5-Amino-1MQ is an orally bioavailable small molecule (not a peptide) that inhibits nicotinamide N-methyltransferase (NNMT), an enzyme overexpressed in obese white adipose tissue that diverts nicotinamide away from NAD+ production and consumes SAM. By blocking NNMT, it preserves adipocyte NAD+, activating Sirt1 and AMPK to shift fat cells from energy storage toward energy expenditure. All efficacy evidence is preclinical: NNMT knockdown protected mice from diet-induced obesity, and 5-Amino-1MQ reduced fat mass without affecting food intake or lean mass. No human trials exist. User reports (~130) show energy/endurance as the most consistent signal, with polarized fat-loss results — partly explained by chloride-vs-iodide salt potency.

Mechanism
Inhibits NNMT, shifts methyl/NAD metabolism
Clinical Benefits
Fat loss, Metabolic flexibility, Insulin sensitivity
Typical Dose
Cycle Length
Frequency
Synergistic Compounds
25-50mg
4-6 weeks
Daily
NAD+, MOTS-c, L-Carnitine, Reta
At a Glance

At a Glance

Dosage

250–500 mcg subcutaneous daily, or 50–150 mg oral daily (chloride salt preferred).

Protocol

4–6 weeks on, 8–12 weeks off.
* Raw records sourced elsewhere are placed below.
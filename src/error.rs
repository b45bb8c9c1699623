use std::io;

#[derive(thiserror::Error, Debug)]
pub enum StashError {
    /// File system failure: missing file or parent directory, permissions, disk full.
    #[error("io: {0}")]
    Io(#[from] io::Error),

    /// The codec could not represent the value. The destination file is untouched.
    #[error("encode: {0}")]
    Encode(#[source] Box<dyn std::error::Error + Send + Sync>),

    /// The file contents are not a valid payload for the codec in use
    /// (empty, truncated, corrupt, trailing bytes, or written by another codec).
    #[error("decode: {0}")]
    Decode(#[source] Box<dyn std::error::Error + Send + Sync>),
}

impl StashError {
    /// True when the operation failed because the file does not exist.
    pub fn is_not_found(&self) -> bool {
        matches!(self, StashError::Io(e) if e.kind() == io::ErrorKind::NotFound)
    }
}

impl From<&'static str> for StashError {
    fn from(s: &'static str) -> Self {
        StashError::Decode(s.into())
    }
}
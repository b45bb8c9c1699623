//! writer.rs: whole-file, single-shot writer.
//! - Encode fully in memory first; a codec failure never touches the file
//! - Create/truncate, stream through BufWriter (+ zstd), flush, optional fsync
//! - The file handle lives only inside `write`; drop closes it on every path

use std::fs::File;
use std::io::{self, BufWriter, Seek, Write};
use std::path::Path;

use crate::Compression;
use crate::codec::Codec;
use crate::config::StashConfig;
use crate::error::StashError;

/// Writes one `C::Value` as the complete contents of a file.
///
/// Holds no file handles between calls, so it is cheap to clone and share.
/// Two writers racing on the same path leave whichever write landed last.
#[derive(Clone, Debug)]
pub struct StashWriter<C: Codec> {
    cfg: StashConfig,
    codec: C,
}

impl<C: Codec> StashWriter<C> {
    pub fn new(cfg: StashConfig, codec: C) -> Self {
        Self { cfg, codec }
    }

    pub fn config(&self) -> &StashConfig {
        &self.cfg
    }

    /// Encode `value` and replace the contents of `path` with it.
    ///
    /// The parent directory must already exist.
    pub fn write(&self, path: impl AsRef<Path>, value: &C::Value) -> Result<(), StashError> {
        let path = path.as_ref();

        let mut encoded = Vec::new();
        self.codec
            .encode_into(value, &mut encoded)
            .map_err(|e| StashError::Encode(Box::new(e)))?;

        let mut sink = FileSink::create(path, &self.cfg)?;
        sink.write_all(&encoded)?;
        let on_disk = sink.finish(self.cfg.sync)?;

        tracing::debug!(
            path = %path.display(),
            encoded = encoded.len(),
            on_disk,
            compression = ?self.cfg.compression,
            "value written"
        );
        Ok(())
    }
}

/// Byte path from the encoded value to disk: optional zstd over a buffered file.
enum FileSink {
    Plain(BufWriter<File>),
    Zstd(zstd::stream::write::Encoder<'static, BufWriter<File>>),
}

impl FileSink {
    /// Create or truncate `path`.
    fn create(path: &Path, cfg: &StashConfig) -> io::Result<Self> {
        let file = BufWriter::with_capacity(cfg.write_buffer, File::create(path)?);
        Ok(match cfg.compression {
            Compression::None => FileSink::Plain(file),
            Compression::Zstd { level } => {
                FileSink::Zstd(zstd::stream::write::Encoder::new(file, level)?)
            }
        })
    }

    fn write_all(&mut self, buf: &[u8]) -> io::Result<()> {
        match self {
            FileSink::Plain(w) => w.write_all(buf),
            FileSink::Zstd(e) => e.write_all(buf),
        }
    }

    /// End the zstd frame, flush, optionally fsync. Returns the file length.
    fn finish(self, sync: bool) -> io::Result<u64> {
        let buffered = match self {
            FileSink::Plain(w) => w,
            FileSink::Zstd(e) => e.finish()?,
        };
        let mut file = buffered.into_inner().map_err(|e| e.into_error())?;
        if sync {
            file.sync_all()?;
        }
        // written from offset 0 of a truncated file, so position == length
        file.stream_position()
    }
}
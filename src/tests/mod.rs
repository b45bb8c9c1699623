mod compression;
Morning dosing — the NAD+/mitochondrial activation can disrupt sleep if taken later in the day.

Results timeline

Energy and endurance changes within the first 1–2 weeks; body-composition shifts typically visible at 4–6 weeks for responders.

Side effects

Headaches in the first week (most common), insomnia if dosed in the afternoon/evening, irritability at higher doses — typically resolve with timing adjustment or dose reduction.

Regulatory status

Preclinical research compound. No FDA approval. No human clinical trials published. Novel synthetic small molecule (not a peptide).

Best stacked with

MOTS-c, NAD+ precursors (NMN/NR), GLP-1 agonists (appetite + adipocyte energy expenditure).


Full Artile

Most metabolic compounds target pathways you already know — appetite signaling, growth hormone secretion, fatty acid transport. 5-Amino-1MQ targets an enzyme most people have never heard of: nicotinamide N-methyltransferase (NNMT), a metabolic bottleneck in fat cells that quietly siphons away the raw material the body needs to produce NAD+. It is not a peptide — it is an orally bioavailable small molecule that works at the level of intracellular energy programming in adipose tissue itself.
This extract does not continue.